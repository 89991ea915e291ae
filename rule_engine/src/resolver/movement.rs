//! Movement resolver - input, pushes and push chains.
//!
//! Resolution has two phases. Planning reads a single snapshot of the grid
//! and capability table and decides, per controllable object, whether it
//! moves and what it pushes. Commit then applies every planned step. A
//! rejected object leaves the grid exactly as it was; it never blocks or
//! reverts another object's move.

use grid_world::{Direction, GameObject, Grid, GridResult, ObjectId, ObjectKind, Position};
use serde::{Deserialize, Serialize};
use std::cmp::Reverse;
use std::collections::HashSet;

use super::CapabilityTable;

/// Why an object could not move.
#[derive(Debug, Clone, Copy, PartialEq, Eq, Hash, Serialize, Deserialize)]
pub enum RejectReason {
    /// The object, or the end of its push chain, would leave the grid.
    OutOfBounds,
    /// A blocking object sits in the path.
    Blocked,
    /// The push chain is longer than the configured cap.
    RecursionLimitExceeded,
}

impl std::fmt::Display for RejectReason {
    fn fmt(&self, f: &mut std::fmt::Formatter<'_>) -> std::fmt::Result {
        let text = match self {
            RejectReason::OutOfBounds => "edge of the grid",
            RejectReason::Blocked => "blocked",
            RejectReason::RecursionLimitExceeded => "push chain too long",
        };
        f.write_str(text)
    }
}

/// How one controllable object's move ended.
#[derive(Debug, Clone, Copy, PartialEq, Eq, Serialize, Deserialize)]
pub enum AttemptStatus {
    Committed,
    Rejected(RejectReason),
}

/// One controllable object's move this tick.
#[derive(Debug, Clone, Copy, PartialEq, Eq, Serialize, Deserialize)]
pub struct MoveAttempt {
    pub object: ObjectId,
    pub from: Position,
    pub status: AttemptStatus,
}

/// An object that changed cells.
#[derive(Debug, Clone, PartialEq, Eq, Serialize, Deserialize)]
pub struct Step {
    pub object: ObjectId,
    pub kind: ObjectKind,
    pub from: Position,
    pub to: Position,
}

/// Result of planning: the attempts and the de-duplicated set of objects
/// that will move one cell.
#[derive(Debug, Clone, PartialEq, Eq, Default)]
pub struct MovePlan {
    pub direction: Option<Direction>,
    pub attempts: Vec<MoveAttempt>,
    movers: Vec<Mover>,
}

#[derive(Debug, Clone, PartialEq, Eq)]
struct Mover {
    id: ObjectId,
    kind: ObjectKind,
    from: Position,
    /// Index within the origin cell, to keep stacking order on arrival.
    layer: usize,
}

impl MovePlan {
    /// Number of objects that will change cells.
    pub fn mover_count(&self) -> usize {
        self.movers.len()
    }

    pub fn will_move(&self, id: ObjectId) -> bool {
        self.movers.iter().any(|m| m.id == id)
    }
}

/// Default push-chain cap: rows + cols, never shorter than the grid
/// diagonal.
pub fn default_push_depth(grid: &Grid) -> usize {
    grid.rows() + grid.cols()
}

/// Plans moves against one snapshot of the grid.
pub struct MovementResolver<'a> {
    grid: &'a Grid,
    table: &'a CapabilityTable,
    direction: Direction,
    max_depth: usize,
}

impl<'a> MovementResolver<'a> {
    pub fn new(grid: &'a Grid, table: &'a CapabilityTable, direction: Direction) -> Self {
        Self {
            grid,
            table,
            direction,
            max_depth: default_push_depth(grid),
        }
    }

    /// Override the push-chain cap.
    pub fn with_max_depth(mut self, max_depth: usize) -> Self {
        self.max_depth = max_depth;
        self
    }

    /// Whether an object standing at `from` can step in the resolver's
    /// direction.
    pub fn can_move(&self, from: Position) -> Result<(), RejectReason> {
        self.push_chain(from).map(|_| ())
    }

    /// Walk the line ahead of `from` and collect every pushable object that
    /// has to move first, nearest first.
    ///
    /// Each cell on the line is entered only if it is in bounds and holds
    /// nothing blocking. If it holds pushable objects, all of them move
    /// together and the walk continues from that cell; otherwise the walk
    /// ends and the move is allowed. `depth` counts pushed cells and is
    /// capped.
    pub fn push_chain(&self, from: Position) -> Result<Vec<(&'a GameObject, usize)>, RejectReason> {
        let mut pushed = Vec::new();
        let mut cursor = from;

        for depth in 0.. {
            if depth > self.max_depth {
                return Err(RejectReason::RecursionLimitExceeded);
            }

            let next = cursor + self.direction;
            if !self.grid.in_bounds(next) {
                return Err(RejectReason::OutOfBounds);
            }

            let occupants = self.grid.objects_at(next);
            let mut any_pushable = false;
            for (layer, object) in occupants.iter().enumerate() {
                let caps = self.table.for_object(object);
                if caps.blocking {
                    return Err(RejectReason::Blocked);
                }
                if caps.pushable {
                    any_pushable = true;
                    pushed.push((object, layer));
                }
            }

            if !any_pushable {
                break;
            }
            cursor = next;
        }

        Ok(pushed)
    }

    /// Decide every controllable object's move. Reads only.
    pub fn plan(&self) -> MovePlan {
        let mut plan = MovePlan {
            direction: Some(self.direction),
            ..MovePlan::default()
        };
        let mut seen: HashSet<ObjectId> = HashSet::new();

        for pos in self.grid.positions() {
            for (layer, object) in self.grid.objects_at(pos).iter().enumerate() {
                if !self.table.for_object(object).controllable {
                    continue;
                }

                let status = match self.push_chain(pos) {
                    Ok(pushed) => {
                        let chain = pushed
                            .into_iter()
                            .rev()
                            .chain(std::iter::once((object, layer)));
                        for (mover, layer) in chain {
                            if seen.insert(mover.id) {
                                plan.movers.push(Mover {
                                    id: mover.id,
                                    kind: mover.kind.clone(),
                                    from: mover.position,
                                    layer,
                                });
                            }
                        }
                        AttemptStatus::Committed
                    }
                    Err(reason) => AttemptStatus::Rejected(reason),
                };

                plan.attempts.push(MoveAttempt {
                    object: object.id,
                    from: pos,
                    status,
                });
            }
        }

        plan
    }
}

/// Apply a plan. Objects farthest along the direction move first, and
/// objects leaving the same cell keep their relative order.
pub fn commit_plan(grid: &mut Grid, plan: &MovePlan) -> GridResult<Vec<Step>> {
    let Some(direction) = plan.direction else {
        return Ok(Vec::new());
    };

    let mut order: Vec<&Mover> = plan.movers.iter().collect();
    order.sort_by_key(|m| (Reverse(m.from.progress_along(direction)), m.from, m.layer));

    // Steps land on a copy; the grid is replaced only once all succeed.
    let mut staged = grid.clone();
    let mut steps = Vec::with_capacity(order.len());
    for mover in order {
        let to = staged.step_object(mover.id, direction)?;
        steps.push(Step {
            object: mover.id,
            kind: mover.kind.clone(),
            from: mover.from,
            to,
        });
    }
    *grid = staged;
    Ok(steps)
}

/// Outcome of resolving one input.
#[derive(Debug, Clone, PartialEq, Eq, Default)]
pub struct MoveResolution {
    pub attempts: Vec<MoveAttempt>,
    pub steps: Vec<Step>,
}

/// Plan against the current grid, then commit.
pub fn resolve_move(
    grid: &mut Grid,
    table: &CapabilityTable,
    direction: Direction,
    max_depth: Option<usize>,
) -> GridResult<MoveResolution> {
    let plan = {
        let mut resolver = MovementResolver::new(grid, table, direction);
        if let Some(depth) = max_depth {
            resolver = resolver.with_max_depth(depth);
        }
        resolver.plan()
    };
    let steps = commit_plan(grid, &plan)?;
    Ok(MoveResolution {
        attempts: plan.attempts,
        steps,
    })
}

_ _ _ _ _ _ _

What the task requires: Could you return exactly the stretch of the data above that starts at the line with "(Reverse(m.from.progress_along(direction)), m.from, m.layer));" and ends at the line with "for mover in", both lines included?

Answer:
    order.sort_by_key(|m| (Reverse(m.from.progress_along(direction)), m.from, m.layer));

    // Steps land on a copy; the grid is replaced only once all succeed.
    let mut staged = grid.clone();
    let mut steps = Vec::with_capacity(order.len());
    for mover in order {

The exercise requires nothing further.